Wherever the string "insert" appears in a line of the listing below, report that line.

- - -

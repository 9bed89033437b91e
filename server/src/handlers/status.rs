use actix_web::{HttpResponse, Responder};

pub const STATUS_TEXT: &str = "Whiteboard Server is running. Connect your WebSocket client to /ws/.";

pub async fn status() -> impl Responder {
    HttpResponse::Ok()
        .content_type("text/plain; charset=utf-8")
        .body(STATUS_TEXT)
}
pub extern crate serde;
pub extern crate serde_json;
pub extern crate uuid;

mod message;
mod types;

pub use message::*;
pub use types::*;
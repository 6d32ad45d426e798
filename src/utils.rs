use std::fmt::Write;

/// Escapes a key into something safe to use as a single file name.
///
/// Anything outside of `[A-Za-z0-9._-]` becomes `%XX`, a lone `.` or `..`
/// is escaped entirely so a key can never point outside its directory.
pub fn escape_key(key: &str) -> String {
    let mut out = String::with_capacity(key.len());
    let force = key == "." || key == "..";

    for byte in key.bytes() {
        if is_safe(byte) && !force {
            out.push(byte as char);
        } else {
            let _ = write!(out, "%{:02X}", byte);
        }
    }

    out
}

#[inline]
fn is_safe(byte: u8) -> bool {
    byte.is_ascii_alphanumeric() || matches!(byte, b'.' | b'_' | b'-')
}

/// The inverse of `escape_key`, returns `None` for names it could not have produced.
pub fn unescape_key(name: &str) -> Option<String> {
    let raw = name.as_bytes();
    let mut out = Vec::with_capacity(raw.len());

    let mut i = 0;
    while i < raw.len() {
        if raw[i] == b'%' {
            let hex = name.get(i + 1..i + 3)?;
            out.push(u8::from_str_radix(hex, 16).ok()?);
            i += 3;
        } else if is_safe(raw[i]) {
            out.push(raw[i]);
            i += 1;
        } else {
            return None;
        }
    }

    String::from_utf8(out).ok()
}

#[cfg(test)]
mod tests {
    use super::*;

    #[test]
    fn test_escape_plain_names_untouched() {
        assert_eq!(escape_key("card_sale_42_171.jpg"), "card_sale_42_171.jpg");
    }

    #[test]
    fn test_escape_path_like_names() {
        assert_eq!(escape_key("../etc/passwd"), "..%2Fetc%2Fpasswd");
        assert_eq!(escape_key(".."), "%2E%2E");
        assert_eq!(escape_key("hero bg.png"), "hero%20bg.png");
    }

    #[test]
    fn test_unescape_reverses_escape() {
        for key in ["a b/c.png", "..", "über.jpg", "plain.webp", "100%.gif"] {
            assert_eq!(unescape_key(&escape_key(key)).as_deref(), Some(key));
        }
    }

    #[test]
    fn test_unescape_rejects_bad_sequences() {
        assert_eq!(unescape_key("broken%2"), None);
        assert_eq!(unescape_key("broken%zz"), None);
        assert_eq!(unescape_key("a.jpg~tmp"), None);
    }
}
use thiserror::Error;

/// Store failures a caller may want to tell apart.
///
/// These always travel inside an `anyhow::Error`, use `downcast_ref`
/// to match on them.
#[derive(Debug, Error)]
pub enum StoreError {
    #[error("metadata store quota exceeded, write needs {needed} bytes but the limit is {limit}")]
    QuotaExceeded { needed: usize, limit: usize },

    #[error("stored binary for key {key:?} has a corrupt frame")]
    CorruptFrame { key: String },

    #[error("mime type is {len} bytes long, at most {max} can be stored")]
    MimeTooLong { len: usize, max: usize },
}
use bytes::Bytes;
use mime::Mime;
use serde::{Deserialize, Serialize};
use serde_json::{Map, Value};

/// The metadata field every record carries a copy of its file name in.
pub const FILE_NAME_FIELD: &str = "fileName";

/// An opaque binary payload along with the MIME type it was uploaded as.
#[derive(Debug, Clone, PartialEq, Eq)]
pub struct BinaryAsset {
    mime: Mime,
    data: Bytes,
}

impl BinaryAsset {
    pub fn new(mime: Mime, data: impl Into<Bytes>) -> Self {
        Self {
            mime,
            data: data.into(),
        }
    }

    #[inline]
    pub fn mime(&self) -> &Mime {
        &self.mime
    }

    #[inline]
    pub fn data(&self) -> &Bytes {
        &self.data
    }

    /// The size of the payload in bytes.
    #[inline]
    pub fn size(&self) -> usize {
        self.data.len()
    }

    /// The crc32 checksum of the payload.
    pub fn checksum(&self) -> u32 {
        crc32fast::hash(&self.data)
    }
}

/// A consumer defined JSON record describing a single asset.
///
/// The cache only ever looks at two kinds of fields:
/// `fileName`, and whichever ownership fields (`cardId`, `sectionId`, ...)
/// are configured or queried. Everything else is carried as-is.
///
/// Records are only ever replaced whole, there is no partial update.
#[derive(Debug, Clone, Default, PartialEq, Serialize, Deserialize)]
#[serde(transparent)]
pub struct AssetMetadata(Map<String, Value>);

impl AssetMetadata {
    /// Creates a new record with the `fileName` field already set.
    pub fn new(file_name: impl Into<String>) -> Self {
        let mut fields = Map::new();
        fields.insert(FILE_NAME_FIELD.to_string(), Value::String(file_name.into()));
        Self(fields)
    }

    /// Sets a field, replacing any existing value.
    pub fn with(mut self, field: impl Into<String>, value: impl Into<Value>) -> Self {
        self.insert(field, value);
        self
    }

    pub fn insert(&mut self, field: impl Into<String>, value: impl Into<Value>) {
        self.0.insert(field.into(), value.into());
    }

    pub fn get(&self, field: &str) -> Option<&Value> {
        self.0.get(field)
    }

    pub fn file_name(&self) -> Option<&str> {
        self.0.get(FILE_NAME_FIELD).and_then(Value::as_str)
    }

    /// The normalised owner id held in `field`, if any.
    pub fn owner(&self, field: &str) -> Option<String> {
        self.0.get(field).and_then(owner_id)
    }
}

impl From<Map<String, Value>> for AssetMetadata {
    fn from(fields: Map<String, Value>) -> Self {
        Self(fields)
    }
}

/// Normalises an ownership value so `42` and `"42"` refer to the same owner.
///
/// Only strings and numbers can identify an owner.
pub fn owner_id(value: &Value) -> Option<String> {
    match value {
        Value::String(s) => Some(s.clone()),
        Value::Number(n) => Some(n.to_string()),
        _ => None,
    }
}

- - -

**Output**
        fields.insert(FILE_NAME_FIELD.to_string(), Value::String(file_name.into()));
        self.insert(field, value);
    pub fn insert(&mut self, field: impl Into<String>, value: impl Into<Value>) {
        self.0.insert(field.into(), value.into());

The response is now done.